**INSTRUCTIONS TO FOLLOW**: Go to the line below containing "ChatTransport trait definition." and print exactly from there through the line containing "pub trait ChatTransport: Send", both included. Print nothing else.

(Records from a dataset)
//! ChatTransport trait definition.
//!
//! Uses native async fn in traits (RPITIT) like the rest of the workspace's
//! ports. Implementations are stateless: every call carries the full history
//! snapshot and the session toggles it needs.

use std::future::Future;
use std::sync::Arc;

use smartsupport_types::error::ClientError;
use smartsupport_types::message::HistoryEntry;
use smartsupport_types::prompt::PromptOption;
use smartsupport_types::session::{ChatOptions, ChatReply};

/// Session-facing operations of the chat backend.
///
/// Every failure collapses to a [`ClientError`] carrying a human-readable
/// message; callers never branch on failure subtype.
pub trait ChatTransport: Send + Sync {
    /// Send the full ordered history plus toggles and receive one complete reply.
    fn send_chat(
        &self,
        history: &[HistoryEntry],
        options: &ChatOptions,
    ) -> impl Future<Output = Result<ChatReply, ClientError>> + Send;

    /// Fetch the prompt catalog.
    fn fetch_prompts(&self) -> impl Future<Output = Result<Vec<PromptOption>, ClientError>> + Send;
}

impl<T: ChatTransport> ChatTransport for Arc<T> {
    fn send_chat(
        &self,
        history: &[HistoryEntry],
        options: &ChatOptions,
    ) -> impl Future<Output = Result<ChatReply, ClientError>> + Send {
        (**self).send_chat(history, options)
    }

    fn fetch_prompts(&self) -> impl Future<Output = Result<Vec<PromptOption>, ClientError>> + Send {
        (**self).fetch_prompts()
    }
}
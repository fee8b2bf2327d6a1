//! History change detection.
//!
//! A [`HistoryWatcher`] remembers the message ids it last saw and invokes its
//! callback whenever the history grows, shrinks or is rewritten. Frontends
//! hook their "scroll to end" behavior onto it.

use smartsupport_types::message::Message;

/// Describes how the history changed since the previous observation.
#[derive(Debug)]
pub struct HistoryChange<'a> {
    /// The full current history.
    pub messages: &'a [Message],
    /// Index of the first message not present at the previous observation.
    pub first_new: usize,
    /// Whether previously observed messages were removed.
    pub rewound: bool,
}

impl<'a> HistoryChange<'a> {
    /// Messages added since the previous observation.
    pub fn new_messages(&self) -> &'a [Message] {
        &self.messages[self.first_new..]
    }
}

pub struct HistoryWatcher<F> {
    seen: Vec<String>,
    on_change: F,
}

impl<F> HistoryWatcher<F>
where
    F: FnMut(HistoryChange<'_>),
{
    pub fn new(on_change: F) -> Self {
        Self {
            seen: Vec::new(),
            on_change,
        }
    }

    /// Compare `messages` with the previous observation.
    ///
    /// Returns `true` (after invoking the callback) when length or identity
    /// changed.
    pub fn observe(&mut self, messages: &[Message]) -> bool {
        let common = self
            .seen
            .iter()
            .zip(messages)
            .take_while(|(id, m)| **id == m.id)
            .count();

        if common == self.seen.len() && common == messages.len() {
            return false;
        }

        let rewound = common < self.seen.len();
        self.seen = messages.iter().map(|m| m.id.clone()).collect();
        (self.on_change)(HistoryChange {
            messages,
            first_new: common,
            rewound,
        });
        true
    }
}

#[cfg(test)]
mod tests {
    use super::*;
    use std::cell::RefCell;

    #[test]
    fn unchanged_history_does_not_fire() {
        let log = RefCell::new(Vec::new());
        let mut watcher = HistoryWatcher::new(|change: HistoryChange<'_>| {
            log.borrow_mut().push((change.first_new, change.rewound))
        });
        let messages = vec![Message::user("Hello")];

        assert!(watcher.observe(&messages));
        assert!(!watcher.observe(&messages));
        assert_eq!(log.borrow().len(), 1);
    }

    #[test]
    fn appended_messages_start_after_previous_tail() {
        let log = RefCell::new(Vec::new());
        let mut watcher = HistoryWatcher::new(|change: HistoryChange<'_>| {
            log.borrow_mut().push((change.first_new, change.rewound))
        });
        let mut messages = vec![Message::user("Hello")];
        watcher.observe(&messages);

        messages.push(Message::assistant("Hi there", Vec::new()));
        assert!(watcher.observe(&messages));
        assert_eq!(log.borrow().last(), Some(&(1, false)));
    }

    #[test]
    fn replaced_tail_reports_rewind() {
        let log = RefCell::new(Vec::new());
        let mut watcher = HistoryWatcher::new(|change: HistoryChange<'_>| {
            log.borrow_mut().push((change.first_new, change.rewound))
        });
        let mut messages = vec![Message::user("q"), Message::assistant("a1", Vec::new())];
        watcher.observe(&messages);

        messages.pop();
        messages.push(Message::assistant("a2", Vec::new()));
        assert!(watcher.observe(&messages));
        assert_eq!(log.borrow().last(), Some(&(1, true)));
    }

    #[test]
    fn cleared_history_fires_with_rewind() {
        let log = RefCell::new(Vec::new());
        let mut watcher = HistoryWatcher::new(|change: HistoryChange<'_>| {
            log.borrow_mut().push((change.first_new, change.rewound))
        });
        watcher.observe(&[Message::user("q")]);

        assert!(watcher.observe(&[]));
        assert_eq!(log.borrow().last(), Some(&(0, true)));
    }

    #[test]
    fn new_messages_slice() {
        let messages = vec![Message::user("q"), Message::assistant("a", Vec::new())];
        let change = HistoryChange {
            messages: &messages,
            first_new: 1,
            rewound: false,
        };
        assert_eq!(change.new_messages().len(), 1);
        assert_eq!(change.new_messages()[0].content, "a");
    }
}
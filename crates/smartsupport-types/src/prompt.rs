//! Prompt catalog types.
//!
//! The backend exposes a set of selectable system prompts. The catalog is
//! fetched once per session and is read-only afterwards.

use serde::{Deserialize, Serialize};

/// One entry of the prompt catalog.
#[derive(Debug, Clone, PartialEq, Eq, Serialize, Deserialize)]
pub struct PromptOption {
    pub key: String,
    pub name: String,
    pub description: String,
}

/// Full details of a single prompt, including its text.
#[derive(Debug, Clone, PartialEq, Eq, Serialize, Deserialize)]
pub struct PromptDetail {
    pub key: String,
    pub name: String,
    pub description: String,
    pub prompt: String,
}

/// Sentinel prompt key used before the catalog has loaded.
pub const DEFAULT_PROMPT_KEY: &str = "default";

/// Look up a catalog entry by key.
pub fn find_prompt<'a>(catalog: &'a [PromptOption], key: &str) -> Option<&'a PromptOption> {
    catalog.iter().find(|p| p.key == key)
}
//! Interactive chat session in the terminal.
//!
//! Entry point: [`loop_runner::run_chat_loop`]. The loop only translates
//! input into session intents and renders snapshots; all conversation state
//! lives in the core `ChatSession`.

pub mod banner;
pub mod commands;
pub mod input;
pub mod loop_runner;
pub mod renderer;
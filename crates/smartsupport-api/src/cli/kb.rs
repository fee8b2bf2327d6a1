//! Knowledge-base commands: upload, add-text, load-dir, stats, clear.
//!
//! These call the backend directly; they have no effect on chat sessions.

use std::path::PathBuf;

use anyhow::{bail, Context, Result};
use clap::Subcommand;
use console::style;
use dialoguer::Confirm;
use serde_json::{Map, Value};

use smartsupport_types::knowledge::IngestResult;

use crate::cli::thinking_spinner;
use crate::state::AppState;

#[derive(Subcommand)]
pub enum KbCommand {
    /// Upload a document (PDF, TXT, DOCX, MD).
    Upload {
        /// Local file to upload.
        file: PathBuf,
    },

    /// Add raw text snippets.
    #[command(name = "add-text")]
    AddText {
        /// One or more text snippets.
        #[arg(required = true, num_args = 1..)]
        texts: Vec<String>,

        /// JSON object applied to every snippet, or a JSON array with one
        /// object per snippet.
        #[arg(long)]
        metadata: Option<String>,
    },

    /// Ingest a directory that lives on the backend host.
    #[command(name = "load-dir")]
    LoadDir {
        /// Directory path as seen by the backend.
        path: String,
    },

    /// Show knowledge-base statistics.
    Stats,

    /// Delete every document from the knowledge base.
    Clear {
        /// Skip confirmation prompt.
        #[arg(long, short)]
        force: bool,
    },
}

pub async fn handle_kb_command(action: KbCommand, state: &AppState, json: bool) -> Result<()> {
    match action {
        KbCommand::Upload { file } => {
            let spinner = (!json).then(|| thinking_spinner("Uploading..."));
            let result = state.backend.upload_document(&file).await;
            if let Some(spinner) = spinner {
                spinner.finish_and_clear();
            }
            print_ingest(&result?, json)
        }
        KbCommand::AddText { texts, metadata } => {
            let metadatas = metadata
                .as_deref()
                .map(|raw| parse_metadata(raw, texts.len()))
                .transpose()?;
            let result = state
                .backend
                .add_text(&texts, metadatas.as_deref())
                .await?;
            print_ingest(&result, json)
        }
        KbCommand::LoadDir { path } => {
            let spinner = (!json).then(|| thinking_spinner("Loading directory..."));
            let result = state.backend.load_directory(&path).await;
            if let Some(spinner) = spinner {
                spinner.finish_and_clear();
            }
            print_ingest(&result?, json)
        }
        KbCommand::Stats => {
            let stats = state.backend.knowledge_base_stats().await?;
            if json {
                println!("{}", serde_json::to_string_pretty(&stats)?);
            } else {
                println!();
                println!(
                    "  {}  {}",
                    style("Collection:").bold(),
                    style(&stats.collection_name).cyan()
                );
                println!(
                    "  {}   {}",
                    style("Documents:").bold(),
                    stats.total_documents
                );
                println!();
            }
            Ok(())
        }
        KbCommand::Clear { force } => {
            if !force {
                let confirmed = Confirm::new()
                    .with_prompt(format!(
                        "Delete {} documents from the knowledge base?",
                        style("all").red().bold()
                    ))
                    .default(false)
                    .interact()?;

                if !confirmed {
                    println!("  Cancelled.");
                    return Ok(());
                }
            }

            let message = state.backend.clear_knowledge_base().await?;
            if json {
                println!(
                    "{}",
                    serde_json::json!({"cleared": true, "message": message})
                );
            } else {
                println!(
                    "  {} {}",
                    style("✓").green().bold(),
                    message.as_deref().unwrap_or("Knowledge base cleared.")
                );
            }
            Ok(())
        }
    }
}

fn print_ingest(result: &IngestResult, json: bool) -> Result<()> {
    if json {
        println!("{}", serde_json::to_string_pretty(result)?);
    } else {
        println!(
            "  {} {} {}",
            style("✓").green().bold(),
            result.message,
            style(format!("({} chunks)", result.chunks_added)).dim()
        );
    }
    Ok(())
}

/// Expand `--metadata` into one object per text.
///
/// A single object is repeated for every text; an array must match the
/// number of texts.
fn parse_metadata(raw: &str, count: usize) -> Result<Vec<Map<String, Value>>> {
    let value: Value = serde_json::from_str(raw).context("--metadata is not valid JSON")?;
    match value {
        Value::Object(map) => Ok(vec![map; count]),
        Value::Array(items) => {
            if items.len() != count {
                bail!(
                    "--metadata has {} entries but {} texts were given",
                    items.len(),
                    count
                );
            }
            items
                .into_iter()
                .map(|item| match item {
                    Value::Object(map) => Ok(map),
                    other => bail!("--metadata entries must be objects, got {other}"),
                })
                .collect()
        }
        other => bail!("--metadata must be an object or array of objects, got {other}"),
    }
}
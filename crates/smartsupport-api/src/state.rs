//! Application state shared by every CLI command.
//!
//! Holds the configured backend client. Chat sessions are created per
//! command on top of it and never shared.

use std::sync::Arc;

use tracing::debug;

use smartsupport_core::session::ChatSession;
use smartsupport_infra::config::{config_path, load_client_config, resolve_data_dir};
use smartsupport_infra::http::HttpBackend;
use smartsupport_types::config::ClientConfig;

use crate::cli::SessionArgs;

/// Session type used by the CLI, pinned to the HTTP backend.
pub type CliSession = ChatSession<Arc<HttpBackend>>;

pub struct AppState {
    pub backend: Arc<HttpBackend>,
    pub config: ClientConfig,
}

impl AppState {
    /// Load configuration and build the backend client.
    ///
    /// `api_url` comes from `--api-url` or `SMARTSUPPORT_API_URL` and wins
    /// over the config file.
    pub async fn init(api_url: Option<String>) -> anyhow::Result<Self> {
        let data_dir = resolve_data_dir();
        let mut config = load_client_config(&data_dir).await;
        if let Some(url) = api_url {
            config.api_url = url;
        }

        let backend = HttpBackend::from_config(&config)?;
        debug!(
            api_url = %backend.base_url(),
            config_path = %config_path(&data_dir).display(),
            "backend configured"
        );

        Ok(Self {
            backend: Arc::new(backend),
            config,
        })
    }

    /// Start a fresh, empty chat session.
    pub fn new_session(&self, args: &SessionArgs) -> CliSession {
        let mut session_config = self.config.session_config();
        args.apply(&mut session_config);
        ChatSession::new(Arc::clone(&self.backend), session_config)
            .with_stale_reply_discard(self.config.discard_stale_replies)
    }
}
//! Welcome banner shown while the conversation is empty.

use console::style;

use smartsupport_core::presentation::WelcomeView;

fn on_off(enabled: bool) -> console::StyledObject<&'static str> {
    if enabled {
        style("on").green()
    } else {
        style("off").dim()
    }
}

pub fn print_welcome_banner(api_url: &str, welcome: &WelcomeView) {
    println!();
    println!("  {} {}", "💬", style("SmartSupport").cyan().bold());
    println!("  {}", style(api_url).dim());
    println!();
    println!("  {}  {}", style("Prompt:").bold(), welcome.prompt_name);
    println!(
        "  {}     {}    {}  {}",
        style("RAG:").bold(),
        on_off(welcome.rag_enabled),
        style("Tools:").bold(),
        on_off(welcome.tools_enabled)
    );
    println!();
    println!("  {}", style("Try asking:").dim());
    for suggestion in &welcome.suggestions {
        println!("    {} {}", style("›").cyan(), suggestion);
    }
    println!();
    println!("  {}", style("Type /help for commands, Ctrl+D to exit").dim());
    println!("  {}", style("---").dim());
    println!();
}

--

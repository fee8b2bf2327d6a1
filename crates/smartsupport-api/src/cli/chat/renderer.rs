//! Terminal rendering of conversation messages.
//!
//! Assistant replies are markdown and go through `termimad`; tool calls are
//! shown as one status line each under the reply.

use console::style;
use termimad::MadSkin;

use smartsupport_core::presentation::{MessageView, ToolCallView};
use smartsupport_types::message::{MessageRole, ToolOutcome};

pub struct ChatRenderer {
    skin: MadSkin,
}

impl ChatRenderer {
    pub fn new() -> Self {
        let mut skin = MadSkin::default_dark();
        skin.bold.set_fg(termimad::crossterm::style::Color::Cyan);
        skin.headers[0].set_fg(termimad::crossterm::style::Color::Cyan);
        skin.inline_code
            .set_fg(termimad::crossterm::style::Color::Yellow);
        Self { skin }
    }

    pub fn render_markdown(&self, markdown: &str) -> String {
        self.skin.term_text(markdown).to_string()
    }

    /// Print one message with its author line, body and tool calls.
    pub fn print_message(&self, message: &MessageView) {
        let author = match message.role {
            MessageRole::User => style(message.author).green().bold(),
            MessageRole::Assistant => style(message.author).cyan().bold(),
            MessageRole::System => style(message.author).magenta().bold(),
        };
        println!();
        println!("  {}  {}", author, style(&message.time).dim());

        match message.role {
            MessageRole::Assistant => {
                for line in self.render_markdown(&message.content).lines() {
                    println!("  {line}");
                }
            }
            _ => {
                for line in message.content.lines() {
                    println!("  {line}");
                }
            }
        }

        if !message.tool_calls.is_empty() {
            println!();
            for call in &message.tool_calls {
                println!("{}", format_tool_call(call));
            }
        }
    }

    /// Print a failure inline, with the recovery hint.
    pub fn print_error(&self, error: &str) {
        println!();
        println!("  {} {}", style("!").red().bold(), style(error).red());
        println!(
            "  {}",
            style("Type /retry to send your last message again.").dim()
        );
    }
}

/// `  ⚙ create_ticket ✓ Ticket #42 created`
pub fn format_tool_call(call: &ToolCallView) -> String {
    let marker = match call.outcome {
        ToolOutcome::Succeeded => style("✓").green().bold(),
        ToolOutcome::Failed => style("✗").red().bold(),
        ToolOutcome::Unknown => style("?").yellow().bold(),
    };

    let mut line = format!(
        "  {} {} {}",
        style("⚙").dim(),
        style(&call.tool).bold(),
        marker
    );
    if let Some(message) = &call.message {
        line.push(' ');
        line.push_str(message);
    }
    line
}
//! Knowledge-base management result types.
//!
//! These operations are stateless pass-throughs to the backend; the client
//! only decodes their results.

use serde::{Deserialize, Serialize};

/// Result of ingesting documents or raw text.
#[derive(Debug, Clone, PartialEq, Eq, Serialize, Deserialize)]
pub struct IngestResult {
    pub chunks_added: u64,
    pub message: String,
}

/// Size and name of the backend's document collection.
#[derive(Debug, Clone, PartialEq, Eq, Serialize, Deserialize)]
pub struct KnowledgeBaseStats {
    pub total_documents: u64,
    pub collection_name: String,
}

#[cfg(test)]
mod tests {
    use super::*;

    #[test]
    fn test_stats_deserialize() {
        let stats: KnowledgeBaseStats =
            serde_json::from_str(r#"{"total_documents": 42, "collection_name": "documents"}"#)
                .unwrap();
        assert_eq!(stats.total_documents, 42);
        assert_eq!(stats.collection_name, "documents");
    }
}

**EXERCISE RESPONSE**:
//! ChatTransport trait definition.
//!
//! Uses native async fn in traits (RPITIT) like the rest of the workspace's
//! ports. Implementations are stateless: every call carries the full history
//! snapshot and the session toggles it needs.

use std::future::Future;
use std::sync::Arc;

use smartsupport_types::error::ClientError;
use smartsupport_types::message::HistoryEntry;
use smartsupport_types::prompt::PromptOption;
use smartsupport_types::session::{ChatOptions, ChatReply};

/// Session-facing operations of the chat backend.
///
/// Every failure collapses to a [`ClientError`] carrying a human-readable
/// message; callers never branch on failure subtype.
pub trait ChatTransport: Send + Sync {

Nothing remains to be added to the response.